Each record below must be written out exactly as given.
::: Supplied material
//! On-disk legend cache
//!
//! Each content source gets a cache directory holding a metadata file
//! (`cache.json`: schema version, source fingerprints, creation time,
//! entry count) and a payload file (`legend.json`: the serialized legend
//! table). Fingerprints are modification time plus byte length — cheap to
//! compute and good enough to detect edits, without re-reading a
//! multi-megabyte raster on every launch.
//!
//! Writes are atomic per file (temp file + rename) and ordered payload
//! first, metadata last, so a torn `create` never leaves a directory that
//! `is_valid` accepts. Any read failure degrades to a cache miss; the
//! caller's fallback is always a full rebuild.

use crate::legend::LegendTable;
use serde::{Deserialize, Serialize};
use std::fs::{self, File};
use std::io::{self, BufReader, BufWriter};
use std::path::Path;
use std::time::{SystemTime, UNIX_EPOCH};
use thiserror::Error;

/// Bumped whenever the payload or metadata layout changes.
pub const SCHEMA_VERSION: u32 = 1;

pub const METADATA_FILENAME: &str = "cache.json";
pub const PAYLOAD_FILENAME: &str = "legend.json";

/// Error during cache creation. Reads never error — they miss.
#[derive(Debug, Error)]
pub enum CacheError {
    #[error("cache io error: {0}")]
    Io(#[from] io::Error),
    #[error("cache serialization error: {0}")]
    Json(#[from] serde_json::Error),
}

/// Cheap change-detection proxy for one source file.
#[derive(Debug, Clone, Copy, PartialEq, Eq, Serialize, Deserialize)]
pub struct Fingerprint {
    pub mtime_secs: u64,
    pub len: u64,
}

impl Fingerprint {
    pub fn of(path: &Path) -> io::Result<Self> {
        let meta = fs::metadata(path)?;
        let mtime_secs = meta
            .modified()?
            .duration_since(UNIX_EPOCH)
            .map(|d| d.as_secs())
            .unwrap_or(0);
        Ok(Self { mtime_secs, len: meta.len() })
    }
}

/// Metadata written alongside the payload.
#[derive(Debug, Clone, PartialEq, Serialize, Deserialize)]
pub struct CacheMetadata {
    pub version: u32,
    /// Unix seconds at creation time.
    pub created_at: u64,
    pub raster: Fingerprint,
    pub legend: Fingerprint,
    pub entry_count: usize,
}

/// True only when the cache directory holds a readable, current-schema
/// metadata file whose fingerprints match the source files on disk and
/// whose payload file exists.
pub fn is_valid(cache_dir: &Path, raster_path: &Path, legend_path: &Path) -> bool {
    let Some(metadata) = read_metadata(cache_dir) else {
        return false;
    };
    if metadata.version != SCHEMA_VERSION {
        return false;
    }
    if !cache_dir.join(PAYLOAD_FILENAME).exists() {
        return false;
    }
    let (Ok(raster), Ok(legend)) = (Fingerprint::of(raster_path), Fingerprint::of(legend_path))
    else {
        return false;
    };
    metadata.raster == raster && metadata.legend == legend
}

/// Serialize `table` plus metadata into `cache_dir`, creating it if
/// needed. Payload lands before metadata; each file is written to a
/// sibling temp file and renamed into place.
pub fn create(
    cache_dir: &Path,
    raster_path: &Path,
    legend_path: &Path,
    table: &LegendTable,
) -> Result<(), CacheError> {
    fs::create_dir_all(cache_dir)?;

    write_atomic(&cache_dir.join(PAYLOAD_FILENAME), table)?;

    let metadata = CacheMetadata {
        version: SCHEMA_VERSION,
        created_at: SystemTime::now()
            .duration_since(UNIX_EPOCH)
            .map(|d| d.as_secs())
            .unwrap_or(0),
        raster: Fingerprint::of(raster_path)?,
        legend: Fingerprint::of(legend_path)?,
        entry_count: table.len(),
    };
    write_atomic(&cache_dir.join(METADATA_FILENAME), &metadata)?;

    Ok(())
}

/// Deserialize the cached legend table, or `None` on any failure.
pub fn load(cache_dir: &Path) -> Option<LegendTable> {
    let file = File::open(cache_dir.join(PAYLOAD_FILENAME)).ok()?;
    serde_json::from_reader(BufReader::new(file)).ok()
}

/// Read the metadata file, if present and readable.
pub fn read_metadata(cache_dir: &Path) -> Option<CacheMetadata> {
    let file = File::open(cache_dir.join(METADATA_FILENAME)).ok()?;
    serde_json::from_reader(BufReader::new(file)).ok()
}

/// Remove the cache directory and everything in it. Missing directory is
/// not an error.
pub fn clear(cache_dir: &Path) -> io::Result<()> {
    match fs::remove_dir_all(cache_dir) {
        Err(e) if e.kind() == io::ErrorKind::NotFound => Ok(()),
        other => other,
    }
}

fn write_atomic<T: Serialize>(path: &Path, value: &T) -> Result<(), CacheError> {
    let tmp = path.with_extension("tmp");
    {
        let file = File::create(&tmp)?;
        let mut writer = BufWriter::new(file);
        serde_json::to_writer(&mut writer, value)?;
        // Flush before rename so the rename publishes complete content
        use std::io::Write;
        writer.flush()?;
    }
    fs::rename(&tmp, path)?;
    Ok(())
}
::::::
▶ _Response to this exercise_
//! On-disk legend cache
//!
//! Each content source gets a cache directory holding a metadata file
//! (`cache.json`: schema version, source fingerprints, creation time,
//! entry count) and a payload file (`legend.json`: the serialized legend
//! table). Fingerprints are modification time plus byte length — cheap to
//! compute and good enough to detect edits, without re-reading a
//! multi-megabyte raster on every launch.
//!
//! Writes are atomic per file (temp file + rename) and ordered payload
//! first, metadata last, so a torn `create` never leaves a directory that
//! `is_valid` accepts. Any read failure degrades to a cache miss; the
//! caller's fallback is always a full rebuild.

use crate::legend::LegendTable;
use serde::{Deserialize, Serialize};
use std::fs::{self, File};
use std::io::{self, BufReader, BufWriter};
use std::path::Path;
use std::time::{SystemTime, UNIX_EPOCH};
use thiserror::Error;

/// Bumped whenever the payload or metadata layout changes.
pub const SCHEMA_VERSION: u32 = 1;

pub const METADATA_FILENAME: &str = "cache.json";
pub const PAYLOAD_FILENAME: &str = "legend.json";

/// Error during cache creation. Reads never error — they miss.
#[derive(Debug, Error)]
pub enum CacheError {
    #[error("cache io error: {0}")]
    Io(#[from] io::Error),
    #[error("cache serialization error: {0}")]
    Json(#[from] serde_json::Error),
}

/// Cheap change-detection proxy for one source file.
#[derive(Debug, Clone, Copy, PartialEq, Eq, Serialize, Deserialize)]
pub struct Fingerprint {
    pub mtime_secs: u64,
    pub len: u64,
}

impl Fingerprint {
    pub fn of(path: &Path) -> io::Result<Self> {
        let meta = fs::metadata(path)?;
        let mtime_secs = meta
            .modified()?
            .duration_since(UNIX_EPOCH)
            .map(|d| d.as_secs())
            .unwrap_or(0);
        Ok(Self { mtime_secs, len: meta.len() })
    }
}

/// Metadata written alongside the payload.
#[derive(Debug, Clone, PartialEq, Serialize, Deserialize)]
pub struct CacheMetadata {
    pub version: u32,
    /// Unix seconds at creation time.
    pub created_at: u64,
    pub raster: Fingerprint,
    pub legend: Fingerprint,
    pub entry_count: usize,
}

/// True only when the cache directory holds a readable, current-schema
/// metadata file whose fingerprints match the source files on disk and
/// whose payload file exists.
pub fn is_valid(cache_dir: &Path, raster_path: &Path, legend_path: &Path) -> bool {
    let Some(metadata) = read_metadata(cache_dir) else {
        return false;
    };
    if metadata.version != SCHEMA_VERSION {
        return false;
    }
    if !cache_dir.join(PAYLOAD_FILENAME).exists() {
        return false;
    }
    let (Ok(raster), Ok(legend)) = (Fingerprint::of(raster_path), Fingerprint::of(legend_path))
    else {
        return false;
    };
    metadata.raster == raster && metadata.legend == legend
}

/// Serialize `table` plus metadata into `cache_dir`, creating it if
/// needed. Payload lands before metadata; each file is written to a
/// sibling temp file and renamed into place.
pub fn create(
    cache_dir: &Path,
    raster_path: &Path,
    legend_path: &Path,
    table: &LegendTable,
) -> Result<(), CacheError> {
    fs::create_dir_all(cache_dir)?;

    write_atomic(&cache_dir.join(PAYLOAD_FILENAME), table)?;

    let metadata = CacheMetadata {
        version: SCHEMA_VERSION,
        created_at: SystemTime::now()
            .duration_since(UNIX_EPOCH)
            .map(|d| d.as_secs())
            .unwrap_or(0),
        raster: Fingerprint::of(raster_path)?,
        legend: Fingerprint::of(legend_path)?,
        entry_count: table.len(),
    };
    write_atomic(&cache_dir.join(METADATA_FILENAME), &metadata)?;

    Ok(())
}

/// Deserialize the cached legend table, or `None` on any failure.
pub fn load(cache_dir: &Path) -> Option<LegendTable> {
    let file = File::open(cache_dir.join(PAYLOAD_FILENAME)).ok()?;
    serde_json::from_reader(BufReader::new(file)).ok()
}

/// Read the metadata file, if present and readable.
pub fn read_metadata(cache_dir: &Path) -> Option<CacheMetadata> {
    let file = File::open(cache_dir.join(METADATA_FILENAME)).ok()?;
    serde_json::from_reader(BufReader::new(file)).ok()
}

/// Remove the cache directory and everything in it. Missing directory is
/// not an error.
pub fn clear(cache_dir: &Path) -> io::Result<()> {
    match fs::remove_dir_all(cache_dir) {
        Err(e) if e.kind() == io::ErrorKind::NotFound => Ok(()),
        other => other,
    }
}

fn write_atomic<T: Serialize>(path: &Path, value: &T) -> Result<(), CacheError> {
    let tmp = path.with_extension("tmp");
    {
        let file = File::create(&tmp)?;
        let mut writer = BufWriter::new(file);
        serde_json::to_writer(&mut writer, value)?;
        // Flush before rename so the rename publishes complete content
        use std::io::Write;
        writer.flush()?;
    }
    fs::rename(&tmp, path)?;
    Ok(())
}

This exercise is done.